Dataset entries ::
Content starts

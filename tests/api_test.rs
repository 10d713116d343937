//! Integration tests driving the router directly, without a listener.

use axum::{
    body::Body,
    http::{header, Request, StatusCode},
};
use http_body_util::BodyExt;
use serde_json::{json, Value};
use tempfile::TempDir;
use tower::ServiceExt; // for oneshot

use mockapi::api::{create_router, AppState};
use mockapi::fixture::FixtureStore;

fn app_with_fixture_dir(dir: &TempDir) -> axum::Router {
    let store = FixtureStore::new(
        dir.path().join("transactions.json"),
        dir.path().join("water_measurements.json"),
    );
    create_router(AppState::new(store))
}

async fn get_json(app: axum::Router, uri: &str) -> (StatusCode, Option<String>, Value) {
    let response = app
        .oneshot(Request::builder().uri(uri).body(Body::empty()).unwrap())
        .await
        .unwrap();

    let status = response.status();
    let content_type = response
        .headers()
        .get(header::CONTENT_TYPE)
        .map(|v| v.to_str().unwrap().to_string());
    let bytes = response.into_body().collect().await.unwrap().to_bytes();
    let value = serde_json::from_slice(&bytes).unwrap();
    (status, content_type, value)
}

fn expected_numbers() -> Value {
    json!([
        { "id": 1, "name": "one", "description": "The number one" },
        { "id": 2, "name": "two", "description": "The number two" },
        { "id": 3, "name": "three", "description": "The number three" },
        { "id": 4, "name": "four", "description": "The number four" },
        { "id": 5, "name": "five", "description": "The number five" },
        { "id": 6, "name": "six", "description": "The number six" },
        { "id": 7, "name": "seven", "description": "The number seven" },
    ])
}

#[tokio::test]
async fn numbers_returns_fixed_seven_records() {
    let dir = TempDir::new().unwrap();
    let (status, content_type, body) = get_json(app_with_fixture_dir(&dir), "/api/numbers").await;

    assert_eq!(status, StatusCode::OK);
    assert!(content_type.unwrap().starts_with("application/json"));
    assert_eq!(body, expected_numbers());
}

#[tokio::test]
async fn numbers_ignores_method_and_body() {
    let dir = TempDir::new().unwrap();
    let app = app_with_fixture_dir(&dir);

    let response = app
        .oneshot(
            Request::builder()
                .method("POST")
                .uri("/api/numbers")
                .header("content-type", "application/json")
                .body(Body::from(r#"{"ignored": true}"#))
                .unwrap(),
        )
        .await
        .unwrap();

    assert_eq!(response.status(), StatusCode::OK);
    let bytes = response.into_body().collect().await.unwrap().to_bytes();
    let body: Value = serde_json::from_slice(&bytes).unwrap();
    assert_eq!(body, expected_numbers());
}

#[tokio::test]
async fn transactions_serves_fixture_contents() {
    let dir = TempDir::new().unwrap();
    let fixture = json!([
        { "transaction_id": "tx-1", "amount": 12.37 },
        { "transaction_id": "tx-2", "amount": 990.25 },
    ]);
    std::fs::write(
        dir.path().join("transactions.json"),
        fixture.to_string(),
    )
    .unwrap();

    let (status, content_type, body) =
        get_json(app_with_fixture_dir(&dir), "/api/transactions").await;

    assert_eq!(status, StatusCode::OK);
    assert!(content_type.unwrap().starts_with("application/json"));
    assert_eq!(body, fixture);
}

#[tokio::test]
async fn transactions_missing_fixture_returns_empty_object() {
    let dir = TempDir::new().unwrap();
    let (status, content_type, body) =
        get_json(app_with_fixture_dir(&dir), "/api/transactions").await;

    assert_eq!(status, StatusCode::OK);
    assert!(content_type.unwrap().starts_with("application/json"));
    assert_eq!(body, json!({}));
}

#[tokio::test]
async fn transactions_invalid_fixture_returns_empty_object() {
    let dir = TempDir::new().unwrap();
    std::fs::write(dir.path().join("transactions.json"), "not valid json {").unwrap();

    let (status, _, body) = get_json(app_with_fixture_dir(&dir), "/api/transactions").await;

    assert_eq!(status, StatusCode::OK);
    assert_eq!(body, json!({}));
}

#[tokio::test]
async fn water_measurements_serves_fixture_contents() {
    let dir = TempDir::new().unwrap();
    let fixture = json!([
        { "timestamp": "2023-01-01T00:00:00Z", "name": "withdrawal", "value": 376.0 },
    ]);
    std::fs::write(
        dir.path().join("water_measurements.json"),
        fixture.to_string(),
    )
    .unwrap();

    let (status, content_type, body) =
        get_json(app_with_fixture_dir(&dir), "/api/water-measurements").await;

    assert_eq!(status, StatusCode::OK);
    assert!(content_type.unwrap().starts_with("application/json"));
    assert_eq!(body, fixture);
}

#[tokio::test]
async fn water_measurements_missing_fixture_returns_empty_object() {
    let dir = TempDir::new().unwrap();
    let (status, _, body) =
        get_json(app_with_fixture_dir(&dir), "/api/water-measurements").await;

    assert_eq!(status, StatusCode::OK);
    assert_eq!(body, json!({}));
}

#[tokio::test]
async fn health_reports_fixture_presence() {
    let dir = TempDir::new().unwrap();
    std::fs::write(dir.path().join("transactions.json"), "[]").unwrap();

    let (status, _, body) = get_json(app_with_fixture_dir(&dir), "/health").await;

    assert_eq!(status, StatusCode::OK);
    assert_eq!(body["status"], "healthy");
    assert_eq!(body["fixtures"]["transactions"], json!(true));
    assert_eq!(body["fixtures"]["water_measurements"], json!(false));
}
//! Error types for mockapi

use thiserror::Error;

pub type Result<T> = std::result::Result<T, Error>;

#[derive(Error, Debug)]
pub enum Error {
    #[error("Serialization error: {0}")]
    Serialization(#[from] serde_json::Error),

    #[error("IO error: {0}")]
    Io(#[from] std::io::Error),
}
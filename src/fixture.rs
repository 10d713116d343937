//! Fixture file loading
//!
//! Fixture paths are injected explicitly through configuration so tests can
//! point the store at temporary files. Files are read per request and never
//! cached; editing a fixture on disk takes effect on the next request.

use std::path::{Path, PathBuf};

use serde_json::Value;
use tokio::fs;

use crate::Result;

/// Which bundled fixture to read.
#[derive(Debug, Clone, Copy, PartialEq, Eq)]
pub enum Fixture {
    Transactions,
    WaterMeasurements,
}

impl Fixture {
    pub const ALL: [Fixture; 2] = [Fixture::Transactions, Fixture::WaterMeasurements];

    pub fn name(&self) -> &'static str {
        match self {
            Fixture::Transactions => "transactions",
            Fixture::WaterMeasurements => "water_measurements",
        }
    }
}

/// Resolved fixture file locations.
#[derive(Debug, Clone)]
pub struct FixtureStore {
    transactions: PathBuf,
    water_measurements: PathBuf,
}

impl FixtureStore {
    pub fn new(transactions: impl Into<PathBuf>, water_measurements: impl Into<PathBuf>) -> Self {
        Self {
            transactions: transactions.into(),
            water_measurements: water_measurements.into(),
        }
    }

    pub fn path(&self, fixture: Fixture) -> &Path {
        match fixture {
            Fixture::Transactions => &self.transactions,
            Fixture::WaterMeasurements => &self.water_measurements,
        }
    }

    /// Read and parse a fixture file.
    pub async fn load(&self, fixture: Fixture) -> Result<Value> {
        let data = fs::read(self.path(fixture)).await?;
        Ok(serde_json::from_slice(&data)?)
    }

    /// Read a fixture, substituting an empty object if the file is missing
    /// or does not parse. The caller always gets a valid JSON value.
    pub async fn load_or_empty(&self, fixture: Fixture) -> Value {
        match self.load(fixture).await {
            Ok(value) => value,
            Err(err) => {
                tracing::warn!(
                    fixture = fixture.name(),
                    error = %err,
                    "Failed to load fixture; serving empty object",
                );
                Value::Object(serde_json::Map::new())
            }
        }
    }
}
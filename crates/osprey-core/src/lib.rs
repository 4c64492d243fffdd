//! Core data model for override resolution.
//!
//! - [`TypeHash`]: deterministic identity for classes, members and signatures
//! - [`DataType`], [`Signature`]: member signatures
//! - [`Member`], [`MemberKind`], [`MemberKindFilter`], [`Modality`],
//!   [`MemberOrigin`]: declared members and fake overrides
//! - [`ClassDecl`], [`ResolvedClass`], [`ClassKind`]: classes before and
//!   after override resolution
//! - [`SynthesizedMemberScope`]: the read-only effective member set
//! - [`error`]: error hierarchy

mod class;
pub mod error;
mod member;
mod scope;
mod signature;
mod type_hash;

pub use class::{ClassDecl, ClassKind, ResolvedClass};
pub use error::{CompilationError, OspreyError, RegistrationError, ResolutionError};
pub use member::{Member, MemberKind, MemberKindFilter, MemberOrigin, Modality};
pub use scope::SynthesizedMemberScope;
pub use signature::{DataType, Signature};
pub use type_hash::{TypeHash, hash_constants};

Content ends

The task ::
Look above for the line holding "types for mockapi" and the line holding "request and never". Retype both, and every line between them, word for word and nothing else.

Your response ::
//! Error types for mockapi

use thiserror::Error;

pub type Result<T> = std::result::Result<T, Error>;

#[derive(Error, Debug)]
pub enum Error {
    #[error("Serialization error: {0}")]
    Serialization(#[from] serde_json::Error),

    #[error("IO error: {0}")]
    Io(#[from] std::io::Error),
}
filename src/fixture.rs
repository 10d713116d343937
//! Fixture file loading
//!
//! Fixture paths are injected explicitly through configuration so tests can
//! point the store at temporary files. Files are read per request and never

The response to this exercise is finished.